Following up on our recent post concerning ink cartridge life, Red River Paper, one of our favorite paper companies, has posted some similar test results regarding Epson’s Stylus Photo R1900 and Stylus Photo R2400 printers. They used the same test image and similar measurement techniques to come up with a cost per print for images printed at 4" by 6", 5" by 7", 8" by 10", 11" by 14" and 13" by 19". They also work a bit deeper on trying to define a metric for something they call “Cartridge Equivalent Usage,” or CEU.
This report addresses concerns and arguments about the true cost of ink in desktop photo printing. Using the Epson R2400 and Epson R1900, we conducted a series of print tests to determine how much ink is used in a full coverage 8”x10” print. From that figure we extrapolated ink usage per square inch. The objective is to share a realistic cost per print vision with inkjet users. The choice to pursue photo inkjet printing is in the end an individual economic choice.
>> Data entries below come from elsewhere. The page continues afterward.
//! Binding model
//!
//! Bindings are resolved symbols. They are stored in arenas owned by the
//! [`LookupEnvironment`](crate::LookupEnvironment) and referred to by small
//! `Copy` handles. Handle equality is binding identity: two handles are
//! equal exactly when they name the same binding.

pub mod display;
pub mod member;
pub mod package;
pub mod ty;

pub use member::{FieldBinding, LocalVariableBinding, MethodBinding, MethodOrigin};
pub use package::PackageBinding;
pub use ty::{
    ArrayBinding, BaseType, CaptureBinding, ClassBinding, ClassKind, ClassOrigin, ParameterizedBinding,
    ProblemTypeBinding, RawBinding, TypeBinding, TypeVariableBinding, TypeVariableOwner,
    UnresolvedBinding, WildcardBinding, WildcardKind,
};

use bitflags::bitflags;
use std::fmt;

macro_rules! arena_id {
    ($(#[$meta:meta])* $name:ident) => {
        $(#[$meta])*
        #[derive(Debug, Clone, Copy, PartialEq, Eq, PartialOrd, Ord, Hash)]
        pub struct $name(pub(crate) u32);

        impl $name {
            /// Create a handle from a raw index
            pub const fn new(index: u32) -> Self {
                Self(index)
            }

            /// Raw index of this handle
            pub const fn as_u32(self) -> u32 {
                self.0
            }

            pub(crate) fn index(self) -> usize {
                self.0 as usize
            }
        }

        impl fmt::Display for $name {
            fn fmt(&self, f: &mut fmt::Formatter<'_>) -> fmt::Result {
                write!(f, "{}({})", stringify!($name), self.0)
            }
        }
    };
}

arena_id!(
    /// Handle of a type binding
    TypeId
);
arena_id!(
    /// Handle of a method binding
    MethodId
);
arena_id!(
    /// Handle of a field binding
    FieldId
);
arena_id!(
    /// Handle of a package binding
    PackageId
);
arena_id!(
    /// Handle of a local variable binding
    LocalId
);
arena_id!(
    /// Handle of a scope
    ScopeId
);
arena_id!(
    /// Handle of a compilation unit registered with the environment
    UnitId
);

bitflags! {
    /// Access and property modifiers, using the class-file flag values
    #[derive(Debug, Clone, Copy, PartialEq, Eq, Hash, Default)]
    pub struct Modifiers: u32 {
        const PUBLIC = 0x0001;
        const PRIVATE = 0x0002;
        const PROTECTED = 0x0004;
        const STATIC = 0x0008;
        const FINAL = 0x0010;
        const SYNCHRONIZED = 0x0020;
        const VOLATILE = 0x0040;
        const BRIDGE = 0x0040;
        const TRANSIENT = 0x0080;
        const VARARGS = 0x0080;
        const NATIVE = 0x0100;
        const INTERFACE = 0x0200;
        const ABSTRACT = 0x0400;
        const STRICTFP = 0x0800;
        const SYNTHETIC = 0x1000;
        const ANNOTATION = 0x2000;
        const ENUM = 0x4000;
        const DEPRECATED = 0x10_0000;
    }
}

impl Modifiers {
    /// Mask of the access modifiers
    pub const ACCESS_MASK: Modifiers = Modifiers::PUBLIC
        .union(Modifiers::PRIVATE)
        .union(Modifiers::PROTECTED);

    /// Neither public, protected nor private
    pub fn is_package_private(self) -> bool {
        !self.intersects(Self::ACCESS_MASK)
    }
}

bitflags! {
    /// Resolution-state bits of a class binding
    ///
    /// `UNRESOLVED_*` bits are set when a binary type is created and cleared
    /// exactly once when the corresponding lazy step runs.
    #[derive(Debug, Clone, Copy, PartialEq, Eq, Hash, Default)]
    pub struct TypeState: u32 {
        /// Hierarchy connection has started
        const BEGIN_HIERARCHY_CHECK = 1 << 0;
        /// Hierarchy connection has finished
        const END_HIERARCHY_CHECK = 1 << 1;
        /// Supertypes could not be fully connected
        const HIERARCHY_HAS_PROBLEMS = 1 << 2;
        /// Binary superclass not built yet
        const UNRESOLVED_SUPERCLASS = 1 << 3;
        /// Binary superinterfaces not built yet
        const UNRESOLVED_SUPERINTERFACES = 1 << 4;
        /// Binary fields and methods not built yet
        const UNRESOLVED_MEMBERS = 1 << 5;
        /// Binary member types not built yet
        const UNRESOLVED_MEMBER_TYPES = 1 << 6;
        /// Neither the type nor any of its supertypes declares member types
        const HAS_NO_MEMBER_TYPES = 1 << 7;
        /// Source fields and methods built (pipeline stage 4)
        const FIELDS_AND_METHODS_BUILT = 1 << 8;
        /// Type variable bounds connected
        const TYPE_VARIABLES_CONNECTED = 1 << 9;
        /// Superinterface collision check done
        const INTERFACES_CHECKED = 1 << 10;
    }
}

bitflags! {
    /// What kind of binding a name lookup may return
    #[derive(Debug, Clone, Copy, PartialEq, Eq, Hash)]
    pub struct BindingMask: u8 {
        /// Locals and fields
        const VARIABLE = 0b001;
        /// Types and type variables
        const TYPE = 0b010;
        /// Packages
        const PACKAGE = 0b100;
    }
}

/// Coarse kind tag shared by all bindings
#[derive(Debug, Clone, Copy, PartialEq, Eq, Hash)]
pub enum BindingKind {
    /// Package
    Package,
    /// Reference, base or array type
    Type,
    /// Method or constructor
    Method,
    /// Field
    Field,
    /// Local variable or argument
    Local,
    /// Type variable
    TypeVariable,
}

/// Any resolved symbol
#[derive(Debug, Clone, Copy, PartialEq, Eq, Hash)]
pub enum Binding {
    /// Package
    Package(PackageId),
    /// Type
    Type(TypeId),
    /// Method
    Method(MethodId),
    /// Field
    Field(FieldId),
    /// Local variable
    Local(LocalId),
    /// Type variable (its handle lives in the type arena)
    TypeVariable(TypeId),
}

impl Binding {
    /// Kind tag of this binding
    pub fn kind(&self) -> BindingKind {
        match self {
            Binding::Package(_) => BindingKind::Package,
            Binding::Type(_) => BindingKind::Type,
            Binding::Method(_) => BindingKind::Method,
            Binding::Field(_) => BindingKind::Field,
            Binding::Local(_) => BindingKind::Local,
            Binding::TypeVariable(_) => BindingKind::TypeVariable,
        }
    }

    /// Type handle for type and type variable bindings
    pub fn as_type(&self) -> Option<TypeId> {
        match self {
            Binding::Type(id) | Binding::TypeVariable(id) => Some(*id),
            _ => None,
        }
    }

    /// Field handle, if this is a field
    pub fn as_field(&self) -> Option<FieldId> {
        match self {
            Binding::Field(id) => Some(*id),
            _ => None,
        }
    }

    /// Local handle, if this is a local
    pub fn as_local(&self) -> Option<LocalId> {
        match self {
            Binding::Local(id) => Some(*id),
            _ => None,
        }
    }

    /// Package handle, if this is a package
    pub fn as_package(&self) -> Option<PackageId> {
        match self {
            Binding::Package(id) => Some(*id),
            _ => None,
        }
    }
}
We think this is pretty important stuff, and it’s good to see others working on similar tests — the data regarding the R1900 is especially welcome, and it looks like Red River’s results on the R2400 are very similar to ours, which speaks well to this style of test’s repeatability. If you’re interested in this topic, it’s worth going through the report.
Based on some of the comments we’ve received, we think there are a few tweaks we can make to get the test methodology a bit more secure, and be extended to HP and Canon printers. Stay tuned.
1 thought on “Red River ink life testing”
Nice post. Great blog. Keep it coming 😀
Comments are closed.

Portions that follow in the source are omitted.